Directions for this task -
How many lines of the entries below contain the string "RwLock"? State the number alone.

Collected data:
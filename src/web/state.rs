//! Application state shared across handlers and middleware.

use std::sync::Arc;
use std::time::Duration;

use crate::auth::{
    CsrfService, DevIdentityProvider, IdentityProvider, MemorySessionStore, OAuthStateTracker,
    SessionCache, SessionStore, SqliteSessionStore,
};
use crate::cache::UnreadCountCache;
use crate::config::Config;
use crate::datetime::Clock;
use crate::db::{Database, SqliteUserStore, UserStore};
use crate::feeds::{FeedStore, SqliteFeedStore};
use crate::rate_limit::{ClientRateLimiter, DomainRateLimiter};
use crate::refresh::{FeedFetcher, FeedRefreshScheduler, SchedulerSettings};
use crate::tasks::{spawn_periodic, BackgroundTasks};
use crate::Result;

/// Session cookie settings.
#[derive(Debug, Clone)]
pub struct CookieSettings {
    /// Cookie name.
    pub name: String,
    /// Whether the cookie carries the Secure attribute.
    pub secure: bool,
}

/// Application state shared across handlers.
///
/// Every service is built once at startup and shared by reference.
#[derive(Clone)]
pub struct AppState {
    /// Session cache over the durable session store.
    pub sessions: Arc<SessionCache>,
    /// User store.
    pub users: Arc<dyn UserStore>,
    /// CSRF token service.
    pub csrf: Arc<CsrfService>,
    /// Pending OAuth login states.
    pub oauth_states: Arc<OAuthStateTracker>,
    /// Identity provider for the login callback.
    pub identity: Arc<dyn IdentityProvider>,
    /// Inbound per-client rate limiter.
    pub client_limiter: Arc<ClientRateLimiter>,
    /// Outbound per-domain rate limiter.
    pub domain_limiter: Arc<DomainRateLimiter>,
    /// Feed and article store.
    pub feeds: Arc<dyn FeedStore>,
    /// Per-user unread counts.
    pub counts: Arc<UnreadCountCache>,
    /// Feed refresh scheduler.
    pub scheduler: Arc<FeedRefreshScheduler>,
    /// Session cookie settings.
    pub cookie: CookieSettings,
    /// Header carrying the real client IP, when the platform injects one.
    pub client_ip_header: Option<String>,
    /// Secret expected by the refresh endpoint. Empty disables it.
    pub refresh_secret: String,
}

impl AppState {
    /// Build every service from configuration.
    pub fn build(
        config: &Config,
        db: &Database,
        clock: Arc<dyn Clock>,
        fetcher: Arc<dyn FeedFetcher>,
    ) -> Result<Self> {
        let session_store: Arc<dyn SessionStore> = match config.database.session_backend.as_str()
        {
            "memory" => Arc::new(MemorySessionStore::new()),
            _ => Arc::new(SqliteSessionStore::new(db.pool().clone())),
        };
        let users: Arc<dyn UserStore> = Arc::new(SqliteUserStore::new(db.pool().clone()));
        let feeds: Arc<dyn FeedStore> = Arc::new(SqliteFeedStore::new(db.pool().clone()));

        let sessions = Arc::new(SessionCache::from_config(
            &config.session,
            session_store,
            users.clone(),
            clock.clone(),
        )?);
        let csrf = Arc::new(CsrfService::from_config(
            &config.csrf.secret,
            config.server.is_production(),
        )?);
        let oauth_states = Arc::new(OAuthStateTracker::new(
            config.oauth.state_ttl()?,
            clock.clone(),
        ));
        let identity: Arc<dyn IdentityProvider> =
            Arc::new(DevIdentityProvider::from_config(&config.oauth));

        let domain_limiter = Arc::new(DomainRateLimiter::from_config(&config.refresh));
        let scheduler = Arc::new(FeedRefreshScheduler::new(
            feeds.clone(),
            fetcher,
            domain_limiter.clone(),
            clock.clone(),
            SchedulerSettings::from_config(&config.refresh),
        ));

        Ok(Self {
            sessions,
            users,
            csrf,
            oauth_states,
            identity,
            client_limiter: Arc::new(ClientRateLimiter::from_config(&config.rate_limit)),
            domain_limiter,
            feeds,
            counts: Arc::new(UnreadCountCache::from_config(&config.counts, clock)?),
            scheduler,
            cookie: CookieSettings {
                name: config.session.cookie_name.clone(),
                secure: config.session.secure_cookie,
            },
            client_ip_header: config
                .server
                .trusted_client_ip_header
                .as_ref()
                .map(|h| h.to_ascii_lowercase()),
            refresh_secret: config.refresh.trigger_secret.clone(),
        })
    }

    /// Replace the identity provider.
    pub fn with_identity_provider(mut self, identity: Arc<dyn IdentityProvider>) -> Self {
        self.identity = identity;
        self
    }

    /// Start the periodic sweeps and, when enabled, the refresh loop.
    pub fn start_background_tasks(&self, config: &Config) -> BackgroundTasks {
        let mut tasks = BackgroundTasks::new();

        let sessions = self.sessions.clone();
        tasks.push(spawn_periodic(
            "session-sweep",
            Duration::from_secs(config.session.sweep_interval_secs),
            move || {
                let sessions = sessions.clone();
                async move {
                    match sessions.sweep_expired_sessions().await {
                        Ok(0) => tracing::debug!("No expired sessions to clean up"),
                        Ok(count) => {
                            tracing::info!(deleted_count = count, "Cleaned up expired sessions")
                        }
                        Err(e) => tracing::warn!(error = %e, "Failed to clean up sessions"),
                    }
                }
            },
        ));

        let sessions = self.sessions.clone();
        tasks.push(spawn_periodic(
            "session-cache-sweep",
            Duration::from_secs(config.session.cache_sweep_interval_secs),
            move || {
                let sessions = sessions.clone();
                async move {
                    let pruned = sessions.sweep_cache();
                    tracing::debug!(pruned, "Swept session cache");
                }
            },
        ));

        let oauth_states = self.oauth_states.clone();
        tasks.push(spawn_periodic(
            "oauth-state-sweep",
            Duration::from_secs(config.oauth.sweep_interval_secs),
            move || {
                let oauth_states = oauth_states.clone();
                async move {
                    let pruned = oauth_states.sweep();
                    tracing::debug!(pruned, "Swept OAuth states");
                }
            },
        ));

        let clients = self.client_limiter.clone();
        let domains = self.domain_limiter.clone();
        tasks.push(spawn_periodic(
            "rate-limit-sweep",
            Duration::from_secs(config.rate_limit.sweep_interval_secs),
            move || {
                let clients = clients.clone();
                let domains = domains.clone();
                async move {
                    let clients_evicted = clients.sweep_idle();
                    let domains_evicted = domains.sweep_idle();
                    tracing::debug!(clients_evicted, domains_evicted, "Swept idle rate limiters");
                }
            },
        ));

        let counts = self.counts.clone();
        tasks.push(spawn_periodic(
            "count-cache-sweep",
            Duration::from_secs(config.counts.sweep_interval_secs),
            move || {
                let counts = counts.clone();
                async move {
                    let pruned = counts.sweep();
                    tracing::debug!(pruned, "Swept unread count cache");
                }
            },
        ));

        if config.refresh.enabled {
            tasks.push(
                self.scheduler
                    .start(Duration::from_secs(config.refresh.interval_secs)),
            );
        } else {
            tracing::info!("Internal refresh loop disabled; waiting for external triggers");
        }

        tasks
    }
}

* * *

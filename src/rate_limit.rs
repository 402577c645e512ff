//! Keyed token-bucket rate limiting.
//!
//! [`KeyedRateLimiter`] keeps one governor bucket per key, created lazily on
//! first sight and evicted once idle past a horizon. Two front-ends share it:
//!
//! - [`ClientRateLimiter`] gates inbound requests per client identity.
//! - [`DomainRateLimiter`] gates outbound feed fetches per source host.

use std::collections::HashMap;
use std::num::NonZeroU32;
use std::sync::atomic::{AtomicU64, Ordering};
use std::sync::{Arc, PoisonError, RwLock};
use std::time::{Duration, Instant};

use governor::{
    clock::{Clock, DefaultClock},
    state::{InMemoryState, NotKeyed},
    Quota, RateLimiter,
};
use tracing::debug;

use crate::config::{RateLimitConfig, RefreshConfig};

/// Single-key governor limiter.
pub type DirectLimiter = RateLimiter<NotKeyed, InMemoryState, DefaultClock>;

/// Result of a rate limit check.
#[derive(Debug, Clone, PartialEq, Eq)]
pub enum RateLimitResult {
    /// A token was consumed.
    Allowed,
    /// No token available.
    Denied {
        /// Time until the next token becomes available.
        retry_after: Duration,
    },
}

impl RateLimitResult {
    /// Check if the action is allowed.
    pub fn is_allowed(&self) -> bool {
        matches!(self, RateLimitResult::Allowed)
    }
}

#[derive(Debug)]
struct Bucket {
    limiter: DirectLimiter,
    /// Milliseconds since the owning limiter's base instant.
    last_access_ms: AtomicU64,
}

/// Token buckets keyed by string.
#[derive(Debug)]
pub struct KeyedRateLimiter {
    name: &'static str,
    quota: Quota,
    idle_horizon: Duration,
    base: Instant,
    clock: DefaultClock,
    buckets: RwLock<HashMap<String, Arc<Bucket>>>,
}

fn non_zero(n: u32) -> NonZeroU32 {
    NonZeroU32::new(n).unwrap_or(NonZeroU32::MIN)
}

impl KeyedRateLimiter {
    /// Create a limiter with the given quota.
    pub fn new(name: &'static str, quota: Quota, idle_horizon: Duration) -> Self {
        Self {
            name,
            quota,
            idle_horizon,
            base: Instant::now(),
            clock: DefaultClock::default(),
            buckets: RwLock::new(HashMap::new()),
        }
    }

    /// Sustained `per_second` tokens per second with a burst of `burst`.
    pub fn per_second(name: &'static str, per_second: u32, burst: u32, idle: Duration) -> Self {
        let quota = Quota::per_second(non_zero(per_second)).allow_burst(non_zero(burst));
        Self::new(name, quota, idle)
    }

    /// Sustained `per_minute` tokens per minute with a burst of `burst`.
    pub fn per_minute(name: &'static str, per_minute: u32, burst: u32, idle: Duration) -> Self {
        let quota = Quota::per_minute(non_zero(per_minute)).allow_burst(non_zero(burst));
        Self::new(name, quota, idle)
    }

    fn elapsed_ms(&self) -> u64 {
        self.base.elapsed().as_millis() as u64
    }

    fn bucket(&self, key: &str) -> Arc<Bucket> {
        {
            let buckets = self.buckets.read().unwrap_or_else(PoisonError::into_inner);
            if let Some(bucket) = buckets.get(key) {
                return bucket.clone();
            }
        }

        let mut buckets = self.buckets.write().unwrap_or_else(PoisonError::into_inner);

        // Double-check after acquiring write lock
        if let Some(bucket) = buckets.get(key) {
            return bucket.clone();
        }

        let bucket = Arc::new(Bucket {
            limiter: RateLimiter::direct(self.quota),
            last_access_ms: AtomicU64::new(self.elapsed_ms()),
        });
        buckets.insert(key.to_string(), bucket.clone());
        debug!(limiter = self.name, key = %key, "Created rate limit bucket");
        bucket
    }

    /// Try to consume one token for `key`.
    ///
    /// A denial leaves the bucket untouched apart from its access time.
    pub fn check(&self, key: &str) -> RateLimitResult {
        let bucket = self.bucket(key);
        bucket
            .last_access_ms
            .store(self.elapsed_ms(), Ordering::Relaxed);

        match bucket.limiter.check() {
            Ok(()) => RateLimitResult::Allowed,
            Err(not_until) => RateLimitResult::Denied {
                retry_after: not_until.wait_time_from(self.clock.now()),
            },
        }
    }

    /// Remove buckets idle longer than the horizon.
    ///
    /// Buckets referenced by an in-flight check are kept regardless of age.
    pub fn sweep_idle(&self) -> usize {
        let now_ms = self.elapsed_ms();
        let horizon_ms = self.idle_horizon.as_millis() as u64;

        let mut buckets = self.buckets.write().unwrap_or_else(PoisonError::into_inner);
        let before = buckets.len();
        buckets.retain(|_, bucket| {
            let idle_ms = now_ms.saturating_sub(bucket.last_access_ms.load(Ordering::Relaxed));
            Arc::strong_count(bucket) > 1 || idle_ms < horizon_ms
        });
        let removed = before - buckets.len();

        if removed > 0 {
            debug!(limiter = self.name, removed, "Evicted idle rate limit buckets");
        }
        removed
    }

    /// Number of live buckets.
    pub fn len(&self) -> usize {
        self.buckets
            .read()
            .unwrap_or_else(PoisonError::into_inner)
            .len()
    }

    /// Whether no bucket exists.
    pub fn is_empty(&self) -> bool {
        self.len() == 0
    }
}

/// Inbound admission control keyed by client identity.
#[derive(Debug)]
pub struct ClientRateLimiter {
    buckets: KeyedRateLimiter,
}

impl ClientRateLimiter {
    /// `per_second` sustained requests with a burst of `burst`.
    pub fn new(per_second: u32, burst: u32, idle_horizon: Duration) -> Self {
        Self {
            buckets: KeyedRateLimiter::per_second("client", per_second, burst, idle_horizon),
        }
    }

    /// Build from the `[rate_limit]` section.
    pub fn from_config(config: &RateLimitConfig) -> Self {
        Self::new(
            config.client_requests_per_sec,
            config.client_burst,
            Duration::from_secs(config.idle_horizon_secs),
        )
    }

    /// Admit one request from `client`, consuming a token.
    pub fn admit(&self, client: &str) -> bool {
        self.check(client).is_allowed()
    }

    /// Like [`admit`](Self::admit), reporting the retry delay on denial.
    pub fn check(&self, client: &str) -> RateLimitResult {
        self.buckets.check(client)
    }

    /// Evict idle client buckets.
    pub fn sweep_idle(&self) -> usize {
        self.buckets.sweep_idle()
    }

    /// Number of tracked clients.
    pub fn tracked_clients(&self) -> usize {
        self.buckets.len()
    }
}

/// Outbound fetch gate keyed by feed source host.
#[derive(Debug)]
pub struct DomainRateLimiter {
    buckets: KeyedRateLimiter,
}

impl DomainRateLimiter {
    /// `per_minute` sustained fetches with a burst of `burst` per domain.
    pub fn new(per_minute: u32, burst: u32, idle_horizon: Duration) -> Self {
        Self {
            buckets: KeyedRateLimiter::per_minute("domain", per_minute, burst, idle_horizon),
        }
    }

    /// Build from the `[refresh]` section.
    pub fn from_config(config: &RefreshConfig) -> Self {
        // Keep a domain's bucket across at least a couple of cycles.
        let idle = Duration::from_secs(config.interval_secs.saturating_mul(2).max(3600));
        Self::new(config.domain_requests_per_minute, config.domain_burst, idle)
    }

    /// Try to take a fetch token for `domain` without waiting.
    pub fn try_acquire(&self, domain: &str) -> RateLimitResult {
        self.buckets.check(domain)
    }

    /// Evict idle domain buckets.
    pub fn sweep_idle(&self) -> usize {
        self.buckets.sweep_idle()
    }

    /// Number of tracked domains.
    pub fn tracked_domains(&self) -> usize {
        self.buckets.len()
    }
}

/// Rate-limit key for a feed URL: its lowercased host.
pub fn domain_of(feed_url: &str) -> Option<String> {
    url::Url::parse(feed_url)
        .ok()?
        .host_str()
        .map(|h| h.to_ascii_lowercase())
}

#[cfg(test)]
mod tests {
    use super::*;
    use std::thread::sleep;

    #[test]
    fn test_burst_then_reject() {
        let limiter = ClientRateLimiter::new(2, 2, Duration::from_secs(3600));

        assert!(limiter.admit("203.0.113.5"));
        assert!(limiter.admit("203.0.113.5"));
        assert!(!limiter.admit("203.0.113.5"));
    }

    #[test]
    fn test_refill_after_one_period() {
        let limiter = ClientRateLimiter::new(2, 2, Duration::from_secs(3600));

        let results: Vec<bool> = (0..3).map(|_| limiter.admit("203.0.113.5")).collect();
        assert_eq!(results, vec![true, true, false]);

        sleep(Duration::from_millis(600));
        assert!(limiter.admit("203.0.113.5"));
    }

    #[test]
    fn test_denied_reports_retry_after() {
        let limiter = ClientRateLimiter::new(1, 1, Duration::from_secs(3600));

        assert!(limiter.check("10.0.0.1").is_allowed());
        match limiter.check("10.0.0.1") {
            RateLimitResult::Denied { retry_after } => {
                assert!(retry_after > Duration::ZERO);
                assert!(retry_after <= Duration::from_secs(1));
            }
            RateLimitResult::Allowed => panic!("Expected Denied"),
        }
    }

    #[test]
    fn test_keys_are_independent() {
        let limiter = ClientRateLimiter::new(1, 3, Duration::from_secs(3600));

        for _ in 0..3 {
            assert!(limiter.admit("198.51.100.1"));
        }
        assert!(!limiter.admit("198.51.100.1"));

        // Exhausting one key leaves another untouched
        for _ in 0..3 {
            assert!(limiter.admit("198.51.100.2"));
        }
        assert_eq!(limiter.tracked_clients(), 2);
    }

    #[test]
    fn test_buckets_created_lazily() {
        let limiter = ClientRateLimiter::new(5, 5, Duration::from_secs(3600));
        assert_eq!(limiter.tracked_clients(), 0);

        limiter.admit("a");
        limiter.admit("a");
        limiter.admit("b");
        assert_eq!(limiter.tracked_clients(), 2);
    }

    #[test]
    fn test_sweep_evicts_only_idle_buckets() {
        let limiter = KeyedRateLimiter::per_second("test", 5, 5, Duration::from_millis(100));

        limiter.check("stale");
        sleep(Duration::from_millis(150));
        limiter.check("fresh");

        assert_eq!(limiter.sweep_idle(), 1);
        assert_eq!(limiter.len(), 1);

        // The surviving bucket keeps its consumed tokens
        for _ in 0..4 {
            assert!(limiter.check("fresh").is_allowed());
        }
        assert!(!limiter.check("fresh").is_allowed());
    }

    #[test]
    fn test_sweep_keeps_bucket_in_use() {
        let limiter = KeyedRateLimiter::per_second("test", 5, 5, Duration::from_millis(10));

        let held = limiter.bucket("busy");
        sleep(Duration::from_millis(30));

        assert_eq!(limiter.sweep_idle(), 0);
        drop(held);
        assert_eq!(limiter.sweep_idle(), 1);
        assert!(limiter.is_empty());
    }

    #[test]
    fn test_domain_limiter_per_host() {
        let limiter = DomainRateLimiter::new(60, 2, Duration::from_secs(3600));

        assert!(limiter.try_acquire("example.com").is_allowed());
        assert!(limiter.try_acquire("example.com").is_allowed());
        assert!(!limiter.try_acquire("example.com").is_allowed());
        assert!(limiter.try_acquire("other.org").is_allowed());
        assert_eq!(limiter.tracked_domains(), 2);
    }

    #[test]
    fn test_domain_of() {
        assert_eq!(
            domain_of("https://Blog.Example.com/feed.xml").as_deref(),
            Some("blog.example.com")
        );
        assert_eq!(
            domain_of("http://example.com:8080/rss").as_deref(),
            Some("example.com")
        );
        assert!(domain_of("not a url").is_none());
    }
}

Solution for this problem -
3